■ **Exercise directions**
Reproduce the whole listing that follows, exactly as it stands.
%%
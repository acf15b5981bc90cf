//! Shared poll loop for the worker and verifier pools.
//!
//! A loop polls its channel, hands each id to the task and stops when
//! shutdown is signalled or, in batch mode, after `max_idle_polls`
//! consecutive empty polls. Queue transport errors pause the loop with the
//! shared backoff policy; every other failure is handled per id by the task.
//! A claimed id whose `handle` returned `Err` is released back to its
//! channel once the pause is over.

use std::sync::atomic::{AtomicU64, Ordering};
use std::time::Duration;

use async_trait::async_trait;
use tokio::sync::watch;

use crate::error::Result;
use crate::models::{ItemId, RetryPolicy, RunConfig};
use crate::queue::WorkQueue;
use crate::utils::log;

/// Stop condition of a loop.
#[derive(Debug, Clone, Copy, PartialEq, Eq)]
pub enum RunMode {
    /// Exit after this many consecutive empty polls
    Batch { max_idle_polls: u32 },
    /// Run until shutdown is signalled
    Daemon,
}

impl RunMode {
    pub fn from_config(config: &RunConfig) -> Self {
        if config.daemon {
            Self::Daemon
        } else {
            Self::Batch {
                max_idle_polls: config.max_idle_polls.max(1),
            }
        }
    }
}

/// One role driven by the poll loop.
#[async_trait]
pub trait PollTask: Send + Sync {
    fn queue(&self) -> &dyn WorkQueue;

    /// Claim the next id of this task's channel.
    async fn poll(&self, timeout: Duration) -> Result<Option<ItemId>>;

    /// Process one claimed id. `Err` is reserved for queue transport errors.
    async fn handle(&self, run_id: &str, id: &str) -> Result<()>;

    /// Return an id whose `handle` failed to this task's channel.
    async fn release(&self, _id: &str) -> Result<()> {
        Ok(())
    }
}

/// Loop settings shared by every loop of a pool.
#[derive(Debug, Clone)]
pub struct LoopSettings {
    pub mode: RunMode,
    pub pop_timeout: Duration,
    /// Backoff applied on queue transport errors
    pub backoff: RetryPolicy,
    /// Log counters every N handled items (0 disables)
    pub stats_every: u64,
}

/// What a pool did before stopping.
#[derive(Debug, Clone, Default, PartialEq, Eq)]
pub struct RunReport {
    pub handled: u64,
    pub transport_errors: u64,
    /// Handles that failed with something other than a transport error
    pub failed: u64,
}

/// Create a watch channel used to request shutdown.
pub fn shutdown_channel() -> (watch::Sender<bool>, watch::Receiver<bool>) {
    watch::channel(false)
}

/// Resolves once shutdown has been requested.
///
/// A dropped sender never resolves, so loops fall back to their idle limit.
pub async fn cancelled(shutdown: &mut watch::Receiver<bool>) {
    loop {
        if *shutdown.borrow_and_update() {
            return;
        }
        if shutdown.changed().await.is_err() {
            std::future::pending::<()>().await;
        }
    }
}

/// Run `concurrency` loops of `task` named `{run_id}-{n}` until they stop.
pub async fn run_pool<T: PollTask>(
    task: &T,
    run_id: &str,
    concurrency: usize,
    settings: &LoopSettings,
    shutdown: watch::Receiver<bool>,
) -> RunReport {
    let handled = AtomicU64::new(0);
    let loops = (1..=concurrency.max(1)).map(|n| {
        let loop_id = if concurrency > 1 {
            format!("{run_id}-{n}")
        } else {
            run_id.to_string()
        };
        let shutdown = shutdown.clone();
        let handled = &handled;
        async move { run_loop(task, &loop_id, settings, shutdown, handled).await }
    });

    let reports = futures::future::join_all(loops).await;
    let report = reports.into_iter().fold(RunReport::default(), |acc, r| RunReport {
        handled: acc.handled + r.handled,
        transport_errors: acc.transport_errors + r.transport_errors,
        failed: acc.failed + r.failed,
    });

    match task.queue().stats().await {
        Ok(stats) => log::stats(&format!("{run_id} finished"), &stats),
        Err(e) => ::log::warn!("[{run_id}] Could not read counters: {e}"),
    }
    report
}

async fn run_loop<T: PollTask>(
    task: &T,
    run_id: &str,
    settings: &LoopSettings,
    mut shutdown: watch::Receiver<bool>,
    pool_handled: &AtomicU64,
) -> RunReport {
    let mut report = RunReport::default();
    let mut idle_polls = 0u32;
    let mut consecutive_errors = 0u32;

    ::log::info!("[{run_id}] Started ({:?})", settings.mode);

    loop {
        if *shutdown.borrow() {
            ::log::info!("[{run_id}] Shutdown requested, stopping");
            break;
        }

        let polled = tokio::select! {
            polled = task.poll(settings.pop_timeout) => polled,
            _ = cancelled(&mut shutdown) => continue,
        };

        let (claimed, outcome) = match polled {
            Ok(Some(id)) => {
                idle_polls = 0;
                let handled = task.handle(run_id, &id).await;
                if handled.is_ok() {
                    report.handled += 1;
                    let total = pool_handled.fetch_add(1, Ordering::Relaxed) + 1;
                    if settings.stats_every > 0 && total % settings.stats_every == 0 {
                        if let Ok(stats) = task.queue().stats().await {
                            log::stats(&format!("{run_id} progress"), &stats);
                        }
                    }
                }
                (Some(id), handled)
            }
            Ok(None) => {
                idle_polls += 1;
                if let RunMode::Batch { max_idle_polls } = settings.mode {
                    if idle_polls >= max_idle_polls {
                        ::log::info!("[{run_id}] Idle after {idle_polls} empty polls, exiting");
                        break;
                    }
                }
                (None, Ok(()))
            }
            Err(e) => (None, Err(e)),
        };

        let Err(e) = outcome else {
            consecutive_errors = 0;
            continue;
        };

        consecutive_errors += 1;
        let delay = settings.backoff.backoff(consecutive_errors);
        if e.is_queue_transport() {
            report.transport_errors += 1;
            ::log::warn!(
                "[{run_id}] Queue unavailable ({consecutive_errors} in a row), retrying in {delay:?}: {e}"
            );
        } else {
            report.failed += 1;
            ::log::error!(
                "[{run_id}] Handling {} failed, pausing {delay:?}: {e}",
                claimed.as_deref().unwrap_or("poll")
            );
        }
        // A claim is handed back even when shutdown cut the pause short
        pause(delay, &mut shutdown).await;
        if let Some(id) = claimed {
            report.transport_errors += release_claim(task, run_id, &id, settings, &mut shutdown).await;
        }
    }

    report
}

/// Sleep for `delay`; `true` if shutdown was requested first.
async fn pause(delay: Duration, shutdown: &mut watch::Receiver<bool>) -> bool {
    tokio::select! {
        _ = tokio::time::sleep(delay) => false,
        _ = cancelled(shutdown) => true,
    }
}

/// Keep trying to release `id` until it succeeds or shutdown is requested.
///
/// Returns the number of transport errors seen on the way. A claim left
/// behind at shutdown is recovered when the queue is next opened or its
/// lease runs out.
async fn release_claim<T: PollTask>(
    task: &T,
    run_id: &str,
    id: &str,
    settings: &LoopSettings,
    shutdown: &mut watch::Receiver<bool>,
) -> u64 {
    let mut errors = 0u32;
    loop {
        match task.release(id).await {
            Ok(()) => {
                ::log::debug!("[{run_id}] Released {id}");
                return errors.into();
            }
            Err(e) => {
                errors += 1;
                let delay = settings.backoff.backoff(errors);
                ::log::warn!("[{run_id}] Could not release {id}, retrying in {delay:?}: {e}");
                if pause(delay, shutdown).await {
                    ::log::warn!("[{run_id}] Shutdown with {id} still claimed");
                    return errors.into();
                }
            }
        }
    }
}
%%
■ **Solution to the exercise**
repository acf15b5981bc90cf
//! Shared poll loop for the worker and verifier pools.
//!
//! A loop polls its channel, hands each id to the task and stops when
//! shutdown is signalled or, in batch mode, after `max_idle_polls`
//! consecutive empty polls. Queue transport errors pause the loop with the
//! shared backoff policy; every other failure is handled per id by the task.
//! A claimed id whose `handle` returned `Err` is released back to its
//! channel once the pause is over.

use std::sync::atomic::{AtomicU64, Ordering};
use std::time::Duration;

use async_trait::async_trait;
use tokio::sync::watch;

use crate::error::Result;
use crate::models::{ItemId, RetryPolicy, RunConfig};
use crate::queue::WorkQueue;
use crate::utils::log;

/// Stop condition of a loop.
#[derive(Debug, Clone, Copy, PartialEq, Eq)]
pub enum RunMode {
    /// Exit after this many consecutive empty polls
    Batch { max_idle_polls: u32 },
    /// Run until shutdown is signalled
    Daemon,
}

impl RunMode {
    pub fn from_config(config: &RunConfig) -> Self {
        if config.daemon {
            Self::Daemon
        } else {
            Self::Batch {
                max_idle_polls: config.max_idle_polls.max(1),
            }
        }
    }
}

/// One role driven by the poll loop.
#[async_trait]
pub trait PollTask: Send + Sync {
    fn queue(&self) -> &dyn WorkQueue;

    /// Claim the next id of this task's channel.
    async fn poll(&self, timeout: Duration) -> Result<Option<ItemId>>;

    /// Process one claimed id. `Err` is reserved for queue transport errors.
    async fn handle(&self, run_id: &str, id: &str) -> Result<()>;

    /// Return an id whose `handle` failed to this task's channel.
    async fn release(&self, _id: &str) -> Result<()> {
        Ok(())
    }
}

/// Loop settings shared by every loop of a pool.
#[derive(Debug, Clone)]
pub struct LoopSettings {
    pub mode: RunMode,
    pub pop_timeout: Duration,
    /// Backoff applied on queue transport errors
    pub backoff: RetryPolicy,
    /// Log counters every N handled items (0 disables)
    pub stats_every: u64,
}

/// What a pool did before stopping.
#[derive(Debug, Clone, Default, PartialEq, Eq)]
pub struct RunReport {
    pub handled: u64,
    pub transport_errors: u64,
    /// Handles that failed with something other than a transport error
    pub failed: u64,
}

/// Create a watch channel used to request shutdown.
pub fn shutdown_channel() -> (watch::Sender<bool>, watch::Receiver<bool>) {
    watch::channel(false)
}

/// Resolves once shutdown has been requested.
///
/// A dropped sender never resolves, so loops fall back to their idle limit.
pub async fn cancelled(shutdown: &mut watch::Receiver<bool>) {
    loop {
        if *shutdown.borrow_and_update() {
            return;
        }
        if shutdown.changed().await.is_err() {
            std::future::pending::<()>().await;
        }
    }
}

/// Run `concurrency` loops of `task` named `{run_id}-{n}` until they stop.
pub async fn run_pool<T: PollTask>(
    task: &T,
    run_id: &str,
    concurrency: usize,
    settings: &LoopSettings,
    shutdown: watch::Receiver<bool>,
) -> RunReport {
    let handled = AtomicU64::new(0);
    let loops = (1..=concurrency.max(1)).map(|n| {
        let loop_id = if concurrency > 1 {
            format!("{run_id}-{n}")
        } else {
            run_id.to_string()
        };
        let shutdown = shutdown.clone();
        let handled = &handled;
        async move { run_loop(task, &loop_id, settings, shutdown, handled).await }
    });

    let reports = futures::future::join_all(loops).await;
    let report = reports.into_iter().fold(RunReport::default(), |acc, r| RunReport {
        handled: acc.handled + r.handled,
        transport_errors: acc.transport_errors + r.transport_errors,
        failed: acc.failed + r.failed,
    });

    match task.queue().stats().await {
        Ok(stats) => log::stats(&format!("{run_id} finished"), &stats),
        Err(e) => ::log::warn!("[{run_id}] Could not read counters: {e}"),
    }
    report
}

async fn run_loop<T: PollTask>(
    task: &T,
    run_id: &str,
    settings: &LoopSettings,
    mut shutdown: watch::Receiver<bool>,
    pool_handled: &AtomicU64,
) -> RunReport {
    let mut report = RunReport::default();
    let mut idle_polls = 0u32;
    let mut consecutive_errors = 0u32;

    ::log::info!("[{run_id}] Started ({:?})", settings.mode);

    loop {
        if *shutdown.borrow() {
            ::log::info!("[{run_id}] Shutdown requested, stopping");
            break;
        }

        let polled = tokio::select! {
            polled = task.poll(settings.pop_timeout) => polled,
            _ = cancelled(&mut shutdown) => continue,
        };

        let (claimed, outcome) = match polled {
            Ok(Some(id)) => {
                idle_polls = 0;
                let handled = task.handle(run_id, &id).await;
                if handled.is_ok() {
                    report.handled += 1;
                    let total = pool_handled.fetch_add(1, Ordering::Relaxed) + 1;
                    if settings.stats_every > 0 && total % settings.stats_every == 0 {
                        if let Ok(stats) = task.queue().stats().await {
                            log::stats(&format!("{run_id} progress"), &stats);
                        }
                    }
                }
                (Some(id), handled)
            }
            Ok(None) => {
                idle_polls += 1;
                if let RunMode::Batch { max_idle_polls } = settings.mode {
                    if idle_polls >= max_idle_polls {
                        ::log::info!("[{run_id}] Idle after {idle_polls} empty polls, exiting");
                        break;
                    }
                }
                (None, Ok(()))
            }
            Err(e) => (None, Err(e)),
        };

        let Err(e) = outcome else {
            consecutive_errors = 0;
            continue;
        };

        consecutive_errors += 1;
        let delay = settings.backoff.backoff(consecutive_errors);
        if e.is_queue_transport() {
            report.transport_errors += 1;
            ::log::warn!(
                "[{run_id}] Queue unavailable ({consecutive_errors} in a row), retrying in {delay:?}: {e}"
            );
        } else {
            report.failed += 1;
            ::log::error!(
                "[{run_id}] Handling {} failed, pausing {delay:?}: {e}",
                claimed.as_deref().unwrap_or("poll")
            );
        }
        // A claim is handed back even when shutdown cut the pause short
        pause(delay, &mut shutdown).await;
        if let Some(id) = claimed {
            report.transport_errors += release_claim(task, run_id, &id, settings, &mut shutdown).await;
        }
    }

    report
}

/// Sleep for `delay`; `true` if shutdown was requested first.
async fn pause(delay: Duration, shutdown: &mut watch::Receiver<bool>) -> bool {
    tokio::select! {
        _ = tokio::time::sleep(delay) => false,
        _ = cancelled(shutdown) => true,
    }
}

/// Keep trying to release `id` until it succeeds or shutdown is requested.
///
/// Returns the number of transport errors seen on the way. A claim left
/// behind at shutdown is recovered when the queue is next opened or its
/// lease runs out.
async fn release_claim<T: PollTask>(
    task: &T,
    run_id: &str,
    id: &str,
    settings: &LoopSettings,
    shutdown: &mut watch::Receiver<bool>,
) -> u64 {
    let mut errors = 0u32;
    loop {
        match task.release(id).await {
            Ok(()) => {
                ::log::debug!("[{run_id}] Released {id}");
                return errors.into();
            }
            Err(e) => {
                errors += 1;
                let delay = settings.backoff.backoff(errors);
                ::log::warn!("[{run_id}] Could not release {id}, retrying in {delay:?}: {e}");
                if pause(delay, shutdown).await {
                    ::log::warn!("[{run_id}] Shutdown with {id} still claimed");
                    return errors.into();
                }
            }
        }
    }
}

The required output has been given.